Proton dose assessment to the human eye using Monte Carlo n-particle transport code (MCNPX)

Abstract

The objective of this project was to develop a simple MCNPX model of the human eye to approximate dose delivered from proton therapy. The calculated dose included that due to proton interactions and secondary interactions, which included multiple coulombic energy scattering, elastic and inelastic scattering, and non-elastic nuclear reactions (i.e., the production of secondary particles). After benchmarking MCNPX with a known proton simulation, the proton therapy beam used at Laboratori Nazionali del Sud-INFN was modeled for simulation.
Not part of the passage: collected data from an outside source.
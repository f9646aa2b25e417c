// crates/flutnet-cli/src/lib.rs
// ============================================================================
// Module: Flutnet CLI Library
// Description: Shared helpers for the Flutnet command-line interface.
// Purpose: Provide reusable components for the CLI binary and tests.
// Dependencies: flutnet-bridge-gen, flutnet-config, flutnet-core, tracing-subscriber
// ============================================================================

//! ## Overview
//! This library houses the message catalog, logging setup, and the `exec`
//! action handlers. The binary entry point (`src/main.rs`) imports these
//! helpers so user-facing output stays consistent.

// ============================================================================
// SECTION: Modules
// ============================================================================

/// Auxiliary JSON actions behind `flutnet exec`.
pub mod exec;
/// Message catalog and translation helpers.
pub mod i18n;
/// Global `tracing` subscriber setup.
pub mod logging;
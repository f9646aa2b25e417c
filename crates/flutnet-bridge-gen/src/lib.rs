// crates/flutnet-bridge-gen/src/lib.rs
// ============================================================================
// Module: Flutnet Bridge Generator Library
// Description: Deterministic generator for Dart bridge packages.
// Purpose: Render validated contracts into Dart proxies and native stubs.
// Dependencies: flutnet-core, serde_json, thiserror, tracing
// ============================================================================

//! ## Overview
//! This crate is the Bridge Synthesizer. Given a validated contract and the
//! package identity it renders a Dart package (`pubspec.yaml`, proxies, data
//! codecs, and a transport-agnostic bridge library) together with native
//! registration stubs for `flutnet-runtime` and the canonical
//! `contract.json` the native dispatcher is built from.
//!
//! ### Design Notes
//! - Output is deterministic: services, operations, and data types keep
//!   their validated declaration order and artifacts are sorted by path.
//! - Synthesis is all-or-nothing. Hard diagnostics abort before rendering,
//!   and nothing is written until every artifact has rendered.
//! - Regeneration over existing output requires an explicit overwrite flag.
//!
//! ## Index
//! - Public API: [`BridgeSynthesizer`], [`SynthesisError`], [`PackageBundle`], [`PackageManifest`]
//! - Rendering: [`dart`], [`native`]

// ============================================================================
// SECTION: Modules
// ============================================================================

pub mod dart;
pub mod error;
pub mod native;
pub mod synthesizer;
pub mod types;

// ============================================================================
// SECTION: Re-Exports
// ============================================================================

pub use error::SynthesisError;
pub use synthesizer::BridgeSynthesizer;
pub use synthesizer::read_manifest;
pub use types::Artifact;
pub use types::ArtifactSide;
pub use types::MANIFEST_FILE;
pub use types::ManifestEntry;
pub use types::PackageBundle;
pub use types::PackageManifest;
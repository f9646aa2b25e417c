// crates/flutnet-runtime/src/lib.rs
// ============================================================================
// Module: Flutnet Runtime Library
// Description: Native-side invocation dispatcher for generated bridges.
// Purpose: Route Dart calls to native implementations and return structured replies.
// Dependencies: dashmap, flutnet-core, serde_json, tokio, tracing
// ============================================================================

//! ## Overview
//! The runtime is the native half of a generated bridge. Generated
//! registration code binds service implementations into a [`DispatchTable`];
//! a [`Dispatcher`] built from that table and the package's contract model
//! receives [`CallEnvelope`] values from the platform channel and answers
//! with [`ReplyEnvelope`] values. Failures never cross the boundary as panics:
//! every error becomes an [`ErrorKind`] in the reply.

// ============================================================================
// SECTION: Modules
// ============================================================================

pub mod codec;
pub mod dispatcher;
pub mod envelope;
pub mod error;
pub mod events;
pub mod global;
pub mod table;

// ============================================================================
// SECTION: Re-Exports
// ============================================================================

pub use codec::CodecError;
pub use codec::DataValue;
pub use codec::WireCodec;
pub use dispatcher::ChannelSink;
pub use dispatcher::DispatchOutcome;
pub use dispatcher::Dispatcher;
pub use dispatcher::ReplySink;
pub use envelope::CallEnvelope;
pub use envelope::CorrelationId;
pub use envelope::ErrorEnvelope;
pub use envelope::ErrorKind;
pub use envelope::EventEnvelope;
pub use envelope::InvocationError;
pub use envelope::OutboundMessage;
pub use envelope::ReplyEnvelope;
pub use envelope::ReplyPayload;
pub use error::RuntimeError;
pub use events::EventEmitter;
pub use global::dispatch_global;
pub use global::initialize;
pub use global::runtime;
pub use table::DispatchTable;
pub use table::InvocationThunk;
pub use table::OperationBinding;
pub use table::argument;
pub use table::to_value;
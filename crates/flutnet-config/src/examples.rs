// crates/flutnet-config/src/examples.rs
// ============================================================================
// Module: Config Examples
// Description: Canonical example configuration payload.
// Purpose: Deterministic template for project scaffolding.
// Dependencies: std
// ============================================================================

//! ## Overview
//! The example written by `flutnet exec` scaffolding. It must always parse
//! and validate.

/// Returns a canonical example `flutnet.toml` for `package_name`.
#[must_use]
pub fn config_toml_example(package_name: &str) -> String {
    format!(
        r#"[package]
name = "{package_name}"
description = "Flutnet platform bridge"
version = "1.0.0"
dart_sdk = ">=3.0.0 <4.0.0"

[output]
dir = "{package_name}"
overwrite = false

[logging]
level = "info"
"#
    )
}
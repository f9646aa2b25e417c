// crates/flutnet-core/tests/proptest_classifier.rs
// ============================================================================
// Module: Classifier Property-Based Tests
// Description: Property tests for type classification and inheritance rules.
// Purpose: Check classifier and validator invariants over generated inputs.
// ============================================================================

//! Property-based tests for classification invariants.

#![allow(
    clippy::panic,
    clippy::unwrap_used,
    clippy::expect_used,
    clippy::panic_in_result_fn,
    reason = "Test-only assertions and helpers are permitted."
)]

use flutnet_core::AssemblyMetadata;
use flutnet_core::Classification;
use flutnet_core::ContractValidator;
use flutnet_core::DiagnosticKind;
use flutnet_core::PrimitiveKind;
use flutnet_core::SemanticType;
use flutnet_core::TypeClassifier;
use flutnet_core::TypeKind;
use flutnet_core::TypeMetadata;
use flutnet_core::TypeRef;
use proptest::prelude::*;

const UNSUPPORTED: &[&str] =
    &["System.UInt16", "System.UInt32", "System.UInt64", "System.IntPtr", "System.UIntPtr"];

fn empty_assembly() -> AssemblyMetadata {
    AssemblyMetadata {
        name: "Acme".to_string(),
        types: Vec::new(),
    }
}

fn primitive_strategy() -> impl Strategy<Value = PrimitiveKind> {
    prop::sample::select(PrimitiveKind::all().to_vec())
}

/// Wraps a type reference in a random stack of list and map constructors.
fn wrapped(leaf: TypeRef, wrappers: &[u8]) -> TypeRef {
    wrappers.iter().fold(leaf, |inner, wrapper| match wrapper % 3 {
        0 => TypeRef::array(inner),
        1 => TypeRef::generic("System.Collections.Generic.List`1", vec![inner]),
        _ => TypeRef::generic(
            "System.Collections.Generic.Dictionary`2",
            vec![TypeRef::named("System.String"), inner],
        ),
    })
}

proptest! {
    #[test]
    fn supported_primitives_always_classify(primitive in primitive_strategy()) {
        let assembly = empty_assembly();
        let classifier = TypeClassifier::new(&assembly);
        let result = classifier.classify(&TypeRef::named(primitive.clr_name()));
        prop_assert_eq!(result, Classification::Supported(SemanticType::primitive(primitive)));
    }

    #[test]
    fn unsupported_primitives_never_classify(
        index in 0 .. UNSUPPORTED.len(),
        wrappers in prop::collection::vec(any::<u8>(), 0 .. 4),
    ) {
        let assembly = empty_assembly();
        let classifier = TypeClassifier::new(&assembly);
        let ty = wrapped(TypeRef::named(UNSUPPORTED[index]), &wrappers);
        match classifier.classify(&ty) {
            Classification::Unsupported(causes) => {
                prop_assert_eq!(causes.len(), 1);
                prop_assert_eq!(causes[0].type_name.as_str(), UNSUPPORTED[index]);
            }
            Classification::Supported(found) => prop_assert!(false, "unexpected {found}"),
        }
    }

    #[test]
    fn wrapping_preserves_support(
        primitive in primitive_strategy(),
        wrappers in prop::collection::vec(any::<u8>(), 0 .. 5),
    ) {
        let assembly = empty_assembly();
        let classifier = TypeClassifier::new(&assembly);
        let ty = wrapped(TypeRef::named(primitive.clr_name()), &wrappers);
        prop_assert!(classifier.classify(&ty).supported().is_some());
    }

    #[test]
    fn marked_subtype_of_unmarked_base_reports_exactly_once(
        subtypes in 1usize .. 5,
        base_marked in any::<bool>(),
    ) {
        let mut base = TypeMetadata::new("Acme.Base", TypeKind::Class);
        base.data = base_marked;
        let mut types = vec![base];
        for index in 0 .. subtypes {
            let mut subtype = TypeMetadata::new(format!("Acme.Sub{index}"), TypeKind::Class);
            subtype.base = Some("Acme.Base".to_string());
            subtype.data = true;
            types.push(subtype);
        }
        let assembly = AssemblyMetadata {
            name: "Acme".to_string(),
            types,
        };
        let outcome = ContractValidator::new(&assembly).unwrap().validate();
        let found: Vec<_> =
            outcome.report.of_kind(DiagnosticKind::UnsupportedInheritedDataType).collect();
        if base_marked {
            prop_assert!(found.is_empty());
        } else {
            prop_assert_eq!(found.len(), 1);
            prop_assert_eq!(found[0].related.len(), subtypes);
        }
    }
}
A virtual water phantom was used and energy tallies were found to correspond with the direct measurements from the therapy beam in Italy. A simple eye model was constructed and combined with the proton beam to measure dose distributions. Two treatment simulations were considered. The first simulation was a typical treatment scenario-where dose was maximized to a tumor volume and minimized elsewhere. The second case was a worst case scenario to simulate a patient gazing directly into the treatment beam during therapy. Dose distributions for the typical treatment yielded what was expected, but the worst case scenario showed the bulk of dose deposited in the cornea and lens region. The study concluded that MCNPX is a capable platform for patient planning but laborious for programming multiple simulation configurations.